Stored data:
..........

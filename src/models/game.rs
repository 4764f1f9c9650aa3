//! A single cup match between two teams, and which side won it.

use crate::models::team::{Team, TeamId};
use serde::{Deserialize, Serialize};

/// Match identifier, unique within a stage: `"{stage_name}_{position}"` (1-based).
pub type MatchId = String;

/// Which side of a match won.
#[derive(Clone, Copy, Debug, Eq, Hash, PartialEq, Serialize, Deserialize)]
#[serde(rename_all = "snake_case")]
pub enum Side {
    One,
    Two,
}

impl Side {
    pub fn opposite(self) -> Side {
        match self {
            Side::One => Side::Two,
            Side::Two => Side::One,
        }
    }
}

/// A single match: two teams, created with a stage and resolved exactly once.
///
/// The winner is stored as a [`Side`], so a resolved match can only ever point
/// at one of its own two teams.
#[derive(Clone, Debug, Eq, PartialEq, Serialize, Deserialize)]
pub struct CupMatch {
    pub id: MatchId,
    pub team_1: Team,
    pub team_2: Team,
    /// None until the match has been played.
    pub winner: Option<Side>,
    /// True iff one of the two teams is the player's.
    pub is_player_match: bool,
}

impl CupMatch {
    pub fn new(id: impl Into<MatchId>, team_1: Team, team_2: Team, player_team_id: TeamId) -> Self {
        let is_player_match = team_1.id == player_team_id || team_2.id == player_team_id;
        Self {
            id: id.into(),
            team_1,
            team_2,
            winner: None,
            is_player_match,
        }
    }

    pub fn played(&self) -> bool {
        self.winner.is_some()
    }

    pub fn team(&self, side: Side) -> &Team {
        match side {
            Side::One => &self.team_1,
            Side::Two => &self.team_2,
        }
    }

    /// The winning team, once played.
    pub fn winner_team(&self) -> Option<&Team> {
        self.winner.map(|side| self.team(side))
    }

    /// Which side `team_id` plays on, if it plays in this match at all.
    pub fn side_of(&self, team_id: TeamId) -> Option<Side> {
        if self.team_1.id == team_id {
            Some(Side::One)
        } else if self.team_2.id == team_id {
            Some(Side::Two)
        } else {
            None
        }
    }

    /// Record the result. Returns false (and changes nothing) if the match was already played.
    pub fn set_winner(&mut self, side: Side) -> bool {
        if self.played() {
            return false;
        }
        self.winner = Some(side);
        true
    }
}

..........

YOUR OBJECTIVE: The expected output is each line of the records above that includes the word "once".

RESPONSE TO THE EXERCISE:
/// A single match: two teams, created with a stage and resolved exactly once.
    /// The winning team, once played.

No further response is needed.